> What this task involves
Produce all the records again exactly as they stand.

> Given data

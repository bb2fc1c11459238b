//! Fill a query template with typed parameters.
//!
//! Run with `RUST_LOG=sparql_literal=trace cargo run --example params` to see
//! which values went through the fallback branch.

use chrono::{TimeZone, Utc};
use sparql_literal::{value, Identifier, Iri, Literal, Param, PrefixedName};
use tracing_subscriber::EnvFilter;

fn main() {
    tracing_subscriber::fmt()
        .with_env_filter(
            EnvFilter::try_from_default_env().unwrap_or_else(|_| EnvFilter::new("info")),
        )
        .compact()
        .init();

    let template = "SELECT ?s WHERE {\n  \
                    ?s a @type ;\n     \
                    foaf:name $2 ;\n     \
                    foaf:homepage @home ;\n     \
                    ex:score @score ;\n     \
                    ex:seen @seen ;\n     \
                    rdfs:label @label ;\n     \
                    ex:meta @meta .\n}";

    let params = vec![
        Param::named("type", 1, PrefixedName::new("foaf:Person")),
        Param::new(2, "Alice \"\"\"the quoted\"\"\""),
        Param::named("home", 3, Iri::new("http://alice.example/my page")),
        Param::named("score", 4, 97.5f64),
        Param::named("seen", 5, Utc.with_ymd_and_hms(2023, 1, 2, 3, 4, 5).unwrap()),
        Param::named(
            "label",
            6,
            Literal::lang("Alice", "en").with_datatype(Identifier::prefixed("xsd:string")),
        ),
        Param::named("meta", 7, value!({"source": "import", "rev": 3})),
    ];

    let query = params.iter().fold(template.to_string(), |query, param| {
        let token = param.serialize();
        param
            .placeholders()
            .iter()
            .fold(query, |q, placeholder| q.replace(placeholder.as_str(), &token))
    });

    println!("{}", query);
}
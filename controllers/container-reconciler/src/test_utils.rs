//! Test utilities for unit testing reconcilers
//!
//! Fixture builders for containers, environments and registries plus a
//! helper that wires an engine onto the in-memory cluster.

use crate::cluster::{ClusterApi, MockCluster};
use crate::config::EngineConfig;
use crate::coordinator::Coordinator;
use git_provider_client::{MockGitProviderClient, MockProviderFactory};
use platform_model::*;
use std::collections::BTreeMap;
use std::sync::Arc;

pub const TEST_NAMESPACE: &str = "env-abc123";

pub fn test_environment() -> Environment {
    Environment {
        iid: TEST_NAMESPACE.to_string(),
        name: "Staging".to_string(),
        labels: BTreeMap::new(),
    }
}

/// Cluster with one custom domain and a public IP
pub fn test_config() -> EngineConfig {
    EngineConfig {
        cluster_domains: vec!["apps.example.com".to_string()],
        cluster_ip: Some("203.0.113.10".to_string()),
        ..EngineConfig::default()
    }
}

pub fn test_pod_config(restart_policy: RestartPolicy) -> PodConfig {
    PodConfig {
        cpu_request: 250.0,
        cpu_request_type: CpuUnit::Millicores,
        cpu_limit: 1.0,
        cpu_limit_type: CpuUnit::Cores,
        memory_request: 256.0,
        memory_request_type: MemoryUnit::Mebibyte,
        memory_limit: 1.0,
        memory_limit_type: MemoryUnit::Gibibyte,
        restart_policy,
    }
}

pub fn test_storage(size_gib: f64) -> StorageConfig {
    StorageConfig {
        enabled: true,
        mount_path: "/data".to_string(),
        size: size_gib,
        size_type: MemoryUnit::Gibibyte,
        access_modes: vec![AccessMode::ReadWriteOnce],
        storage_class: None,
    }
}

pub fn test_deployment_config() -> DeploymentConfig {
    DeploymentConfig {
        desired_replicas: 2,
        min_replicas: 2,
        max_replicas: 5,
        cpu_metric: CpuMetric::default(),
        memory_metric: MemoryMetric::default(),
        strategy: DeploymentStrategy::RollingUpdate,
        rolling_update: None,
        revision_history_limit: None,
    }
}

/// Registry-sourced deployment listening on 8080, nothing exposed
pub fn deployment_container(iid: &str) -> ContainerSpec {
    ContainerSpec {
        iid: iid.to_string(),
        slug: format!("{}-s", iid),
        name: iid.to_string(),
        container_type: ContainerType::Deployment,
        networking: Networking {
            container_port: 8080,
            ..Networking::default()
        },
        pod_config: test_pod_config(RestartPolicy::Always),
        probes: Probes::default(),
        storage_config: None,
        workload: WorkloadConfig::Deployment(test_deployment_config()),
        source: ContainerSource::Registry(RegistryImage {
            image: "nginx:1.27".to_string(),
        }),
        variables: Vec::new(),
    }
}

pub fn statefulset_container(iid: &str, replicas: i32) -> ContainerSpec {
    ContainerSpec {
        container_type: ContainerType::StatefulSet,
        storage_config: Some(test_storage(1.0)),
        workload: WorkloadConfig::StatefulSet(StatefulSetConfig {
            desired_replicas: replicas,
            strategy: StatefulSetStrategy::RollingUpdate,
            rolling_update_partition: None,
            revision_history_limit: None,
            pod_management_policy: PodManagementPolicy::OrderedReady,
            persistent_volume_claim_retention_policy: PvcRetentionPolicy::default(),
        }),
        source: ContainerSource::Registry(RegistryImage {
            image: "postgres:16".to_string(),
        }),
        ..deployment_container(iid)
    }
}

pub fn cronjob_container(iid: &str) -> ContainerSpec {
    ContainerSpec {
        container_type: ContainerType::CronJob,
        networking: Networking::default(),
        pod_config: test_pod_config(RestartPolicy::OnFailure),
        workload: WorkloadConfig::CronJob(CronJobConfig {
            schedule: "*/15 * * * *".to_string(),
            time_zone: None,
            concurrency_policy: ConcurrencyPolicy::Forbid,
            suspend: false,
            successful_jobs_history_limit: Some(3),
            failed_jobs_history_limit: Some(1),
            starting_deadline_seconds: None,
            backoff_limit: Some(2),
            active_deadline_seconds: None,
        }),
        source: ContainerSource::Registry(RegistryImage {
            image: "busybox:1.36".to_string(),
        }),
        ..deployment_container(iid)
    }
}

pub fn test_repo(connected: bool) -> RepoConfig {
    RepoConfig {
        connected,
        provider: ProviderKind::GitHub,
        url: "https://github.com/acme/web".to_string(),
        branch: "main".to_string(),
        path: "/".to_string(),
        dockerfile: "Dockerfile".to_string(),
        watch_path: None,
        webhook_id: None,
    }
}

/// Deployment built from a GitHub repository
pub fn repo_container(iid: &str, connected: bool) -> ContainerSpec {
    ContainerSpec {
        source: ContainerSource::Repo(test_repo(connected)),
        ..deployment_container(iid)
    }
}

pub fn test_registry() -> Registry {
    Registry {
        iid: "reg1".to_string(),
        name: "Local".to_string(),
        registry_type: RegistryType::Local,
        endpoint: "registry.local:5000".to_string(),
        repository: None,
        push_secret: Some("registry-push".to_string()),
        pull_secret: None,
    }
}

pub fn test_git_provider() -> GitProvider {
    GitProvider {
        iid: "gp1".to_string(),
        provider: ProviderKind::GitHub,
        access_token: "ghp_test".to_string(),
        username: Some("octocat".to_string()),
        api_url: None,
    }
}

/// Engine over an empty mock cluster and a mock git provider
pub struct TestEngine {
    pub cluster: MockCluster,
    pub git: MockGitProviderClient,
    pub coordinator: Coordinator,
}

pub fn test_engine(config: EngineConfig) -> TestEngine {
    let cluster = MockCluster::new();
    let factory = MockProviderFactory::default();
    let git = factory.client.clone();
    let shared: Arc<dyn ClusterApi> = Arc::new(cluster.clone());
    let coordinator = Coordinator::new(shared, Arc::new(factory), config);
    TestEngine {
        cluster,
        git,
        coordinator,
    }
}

> Your response
repository bb2fc1c11459238b
//! Fill a query template with typed parameters.
//!
//! Run with `RUST_LOG=sparql_literal=trace cargo run --example params` to see
//! which values went through the fallback branch.

use chrono::{TimeZone, Utc};
use sparql_literal::{value, Identifier, Iri, Literal, Param, PrefixedName};
use tracing_subscriber::EnvFilter;

fn main() {
    tracing_subscriber::fmt()
        .with_env_filter(
            EnvFilter::try_from_default_env().unwrap_or_else(|_| EnvFilter::new("info")),
        )
        .compact()
        .init();

    let template = "SELECT ?s WHERE {\n  \
                    ?s a @type ;\n     \
                    foaf:name $2 ;\n     \
                    foaf:homepage @home ;\n     \
                    ex:score @score ;\n     \
                    ex:seen @seen ;\n     \
                    rdfs:label @label ;\n     \
                    ex:meta @meta .\n}";

    let params = vec![
        Param::named("type", 1, PrefixedName::new("foaf:Person")),
        Param::new(2, "Alice \"\"\"the quoted\"\"\""),
        Param::named("home", 3, Iri::new("http://alice.example/my page")),
        Param::named("score", 4, 97.5f64),
        Param::named("seen", 5, Utc.with_ymd_and_hms(2023, 1, 2, 3, 4, 5).unwrap()),
        Param::named(
            "label",
            6,
            Literal::lang("Alice", "en").with_datatype(Identifier::prefixed("xsd:string")),
        ),
        Param::named("meta", 7, value!({"source": "import", "rev": 3})),
    ];

    let query = params.iter().fold(template.to_string(), |query, param| {
        let token = param.serialize();
        param
            .placeholders()
            .iter()
            .fold(query, |q, placeholder| q.replace(placeholder.as_str(), &token))
    });

    println!("{}", query);
}
filename controllers/container-reconciler/src/test_utils.rs
//! Test utilities for unit testing reconcilers
//!
//! Fixture builders for containers, environments and registries plus a
//! helper that wires an engine onto the in-memory cluster.

use crate::cluster::{ClusterApi, MockCluster};
use crate::config::EngineConfig;
use crate::coordinator::Coordinator;
use git_provider_client::{MockGitProviderClient, MockProviderFactory};
use platform_model::*;
use std::collections::BTreeMap;
use std::sync::Arc;

pub const TEST_NAMESPACE: &str = "env-abc123";

pub fn test_environment() -> Environment {
    Environment {
        iid: TEST_NAMESPACE.to_string(),
        name: "Staging".to_string(),
        labels: BTreeMap::new(),
    }
}

/// Cluster with one custom domain and a public IP
pub fn test_config() -> EngineConfig {
    EngineConfig {
        cluster_domains: vec!["apps.example.com".to_string()],
        cluster_ip: Some("203.0.113.10".to_string()),
        ..EngineConfig::default()
    }
}

pub fn test_pod_config(restart_policy: RestartPolicy) -> PodConfig {
    PodConfig {
        cpu_request: 250.0,
        cpu_request_type: CpuUnit::Millicores,
        cpu_limit: 1.0,
        cpu_limit_type: CpuUnit::Cores,
        memory_request: 256.0,
        memory_request_type: MemoryUnit::Mebibyte,
        memory_limit: 1.0,
        memory_limit_type: MemoryUnit::Gibibyte,
        restart_policy,
    }
}

pub fn test_storage(size_gib: f64) -> StorageConfig {
    StorageConfig {
        enabled: true,
        mount_path: "/data".to_string(),
        size: size_gib,
        size_type: MemoryUnit::Gibibyte,
        access_modes: vec![AccessMode::ReadWriteOnce],
        storage_class: None,
    }
}

pub fn test_deployment_config() -> DeploymentConfig {
    DeploymentConfig {
        desired_replicas: 2,
        min_replicas: 2,
        max_replicas: 5,
        cpu_metric: CpuMetric::default(),
        memory_metric: MemoryMetric::default(),
        strategy: DeploymentStrategy::RollingUpdate,
        rolling_update: None,
        revision_history_limit: None,
    }
}

/// Registry-sourced deployment listening on 8080, nothing exposed
pub fn deployment_container(iid: &str) -> ContainerSpec {
    ContainerSpec {
        iid: iid.to_string(),
        slug: format!("{}-s", iid),
        name: iid.to_string(),
        container_type: ContainerType::Deployment,
        networking: Networking {
            container_port: 8080,
            ..Networking::default()
        },
        pod_config: test_pod_config(RestartPolicy::Always),
        probes: Probes::default(),
        storage_config: None,
        workload: WorkloadConfig::Deployment(test_deployment_config()),
        source: ContainerSource::Registry(RegistryImage {
            image: "nginx:1.27".to_string(),
        }),
        variables: Vec::new(),
    }
}

pub fn statefulset_container(iid: &str, replicas: i32) -> ContainerSpec {
    ContainerSpec {
        container_type: ContainerType::StatefulSet,
        storage_config: Some(test_storage(1.0)),
        workload: WorkloadConfig::StatefulSet(StatefulSetConfig {
            desired_replicas: replicas,
            strategy: StatefulSetStrategy::RollingUpdate,
            rolling_update_partition: None,
            revision_history_limit: None,
            pod_management_policy: PodManagementPolicy::OrderedReady,
            persistent_volume_claim_retention_policy: PvcRetentionPolicy::default(),
        }),
        source: ContainerSource::Registry(RegistryImage {
            image: "postgres:16".to_string(),
        }),
        ..deployment_container(iid)
    }
}

pub fn cronjob_container(iid: &str) -> ContainerSpec {
    ContainerSpec {
        container_type: ContainerType::CronJob,
        networking: Networking::default(),
        pod_config: test_pod_config(RestartPolicy::OnFailure),
        workload: WorkloadConfig::CronJob(CronJobConfig {
            schedule: "*/15 * * * *".to_string(),
            time_zone: None,
            concurrency_policy: ConcurrencyPolicy::Forbid,
            suspend: false,
            successful_jobs_history_limit: Some(3),
            failed_jobs_history_limit: Some(1),
            starting_deadline_seconds: None,
            backoff_limit: Some(2),
            active_deadline_seconds: None,
        }),
        source: ContainerSource::Registry(RegistryImage {
            image: "busybox:1.36".to_string(),
        }),
        ..deployment_container(iid)
    }
}

pub fn test_repo(connected: bool) -> RepoConfig {
    RepoConfig {
        connected,
        provider: ProviderKind::GitHub,
        url: "https://github.com/acme/web".to_string(),
        branch: "main".to_string(),
        path: "/".to_string(),
        dockerfile: "Dockerfile".to_string(),
        watch_path: None,
        webhook_id: None,
    }
}

/// Deployment built from a GitHub repository
pub fn repo_container(iid: &str, connected: bool) -> ContainerSpec {
    ContainerSpec {
        source: ContainerSource::Repo(test_repo(connected)),
        ..deployment_container(iid)
    }
}

pub fn test_registry() -> Registry {
    Registry {
        iid: "reg1".to_string(),
        name: "Local".to_string(),
        registry_type: RegistryType::Local,
        endpoint: "registry.local:5000".to_string(),
        repository: None,
        push_secret: Some("registry-push".to_string()),
        pull_secret: None,
    }
}

pub fn test_git_provider() -> GitProvider {
    GitProvider {
        iid: "gp1".to_string(),
        provider: ProviderKind::GitHub,
        access_token: "ghp_test".to_string(),
        username: Some("octocat".to_string()),
        api_url: None,
    }
}

/// Engine over an empty mock cluster and a mock git provider
pub struct TestEngine {
    pub cluster: MockCluster,
    pub git: MockGitProviderClient,
    pub coordinator: Coordinator,
}

pub fn test_engine(config: EngineConfig) -> TestEngine {
    let cluster = MockCluster::new();
    let factory = MockProviderFactory::default();
    let git = factory.client.clone();
    let shared: Arc<dyn ClusterApi> = Arc::new(cluster.clone());
    let coordinator = Coordinator::new(shared, Arc::new(factory), config);
    TestEngine {
        cluster,
        git,
        coordinator,
    }
}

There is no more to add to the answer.